:: Work required ::
Whenever a line below holds the word "inputs", count it; please give only the final number.

----------

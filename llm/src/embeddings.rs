//! OpenAI embeddings client.

use serde::{Deserialize, Serialize};
use std::time::Duration;
use tracing::debug;

use crate::{api_error, http_client, openai::API_BASE, Error, Provider};

const DEFAULT_MODEL: &str = "text-embedding-3-small";

/// Client for the `/embeddings` endpoint.
#[derive(Clone)]
pub struct OpenAiEmbeddings {
    client: reqwest::Client,
    api_key: String,
    model: String,
    base_url: String,
}

impl OpenAiEmbeddings {
    pub fn new(api_key: impl Into<String>) -> Self {
        Self {
            client: http_client(Duration::from_secs(60)),
            api_key: api_key.into(),
            model: DEFAULT_MODEL.to_string(),
            base_url: API_BASE.to_string(),
        }
    }

    pub fn from_env() -> Result<Self, Error> {
        let var = Provider::OpenAi.api_key_var();
        let api_key = std::env::var(var).map_err(|_| Error::NoApiKey(var))?;
        Ok(Self::new(api_key))
    }

    pub fn with_model(mut self, model: impl Into<String>) -> Self {
        self.model = model.into();
        self
    }

    pub fn with_base_url(mut self, base_url: impl Into<String>) -> Self {
        self.base_url = base_url.into().trim_end_matches('/').to_string();
        self
    }

    pub fn model(&self) -> &str {
        &self.model
    }

    /// Embed a batch of texts. The result has one vector per input, in order.
    pub async fn embed(&self, inputs: &[String]) -> Result<Vec<Vec<f32>>, Error> {
        if inputs.is_empty() {
            return Ok(Vec::new());
        }
        debug!(model = %self.model, count = inputs.len(), "Requesting embeddings");

        let response = self
            .client
            .post(format!("{}/embeddings", self.base_url))
            .bearer_auth(&self.api_key)
            .json(&EmbeddingRequest {
                model: &self.model,
                input: inputs,
            })
            .send()
            .await
            .map_err(|e| Error::Network(e.to_string()))?;

        if !response.status().is_success() {
            return Err(api_error(response).await);
        }

        let body: EmbeddingResponse = response
            .json()
            .await
            .map_err(|e| Error::Parse(e.to_string()))?;

        body.into_vectors(inputs.len())
    }
}

#[derive(Serialize)]
struct EmbeddingRequest<'a> {
    model: &'a str,
    input: &'a [String],
}

#[derive(Deserialize)]
struct EmbeddingResponse {
    data: Vec<EmbeddingData>,
}

#[derive(Deserialize)]
struct EmbeddingData {
    index: usize,
    embedding: Vec<f32>,
}

impl EmbeddingResponse {
    fn into_vectors(mut self, expected: usize) -> Result<Vec<Vec<f32>>, Error> {
        if self.data.len() != expected {
            return Err(Error::Parse(format!(
                "expected {expected} embeddings, got {}",
                self.data.len()
            )));
        }
        self.data.sort_by_key(|d| d.index);
        Ok(self.data.into_iter().map(|d| d.embedding).collect())
    }
}

#[cfg(test)]
mod tests {
    use super::*;

    #[test]
    fn test_vectors_sorted_by_index() {
        let json = r#"{"data": [
            {"index": 1, "embedding": [0.0, 1.0]},
            {"index": 0, "embedding": [1.0, 0.0]}
        ]}"#;
        let response: EmbeddingResponse = serde_json::from_str(json).unwrap();
        let vectors = response.into_vectors(2).unwrap();
        assert_eq!(vectors[0], vec![1.0, 0.0]);
        assert_eq!(vectors[1], vec![0.0, 1.0]);
    }

    #[test]
    fn test_count_mismatch_is_error() {
        let response: EmbeddingResponse =
            serde_json::from_str(r#"{"data": [{"index": 0, "embedding": [1.0]}]}"#).unwrap();
        assert!(matches!(response.into_vectors(2), Err(Error::Parse(_))));
    }

    #[tokio::test]
    async fn test_empty_batch_skips_request() {
        let client = OpenAiEmbeddings::new("key").with_base_url("http://127.0.0.1:9");
        assert!(client.embed(&[]).await.unwrap().is_empty());
    }
}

----------

:: Response area ::
5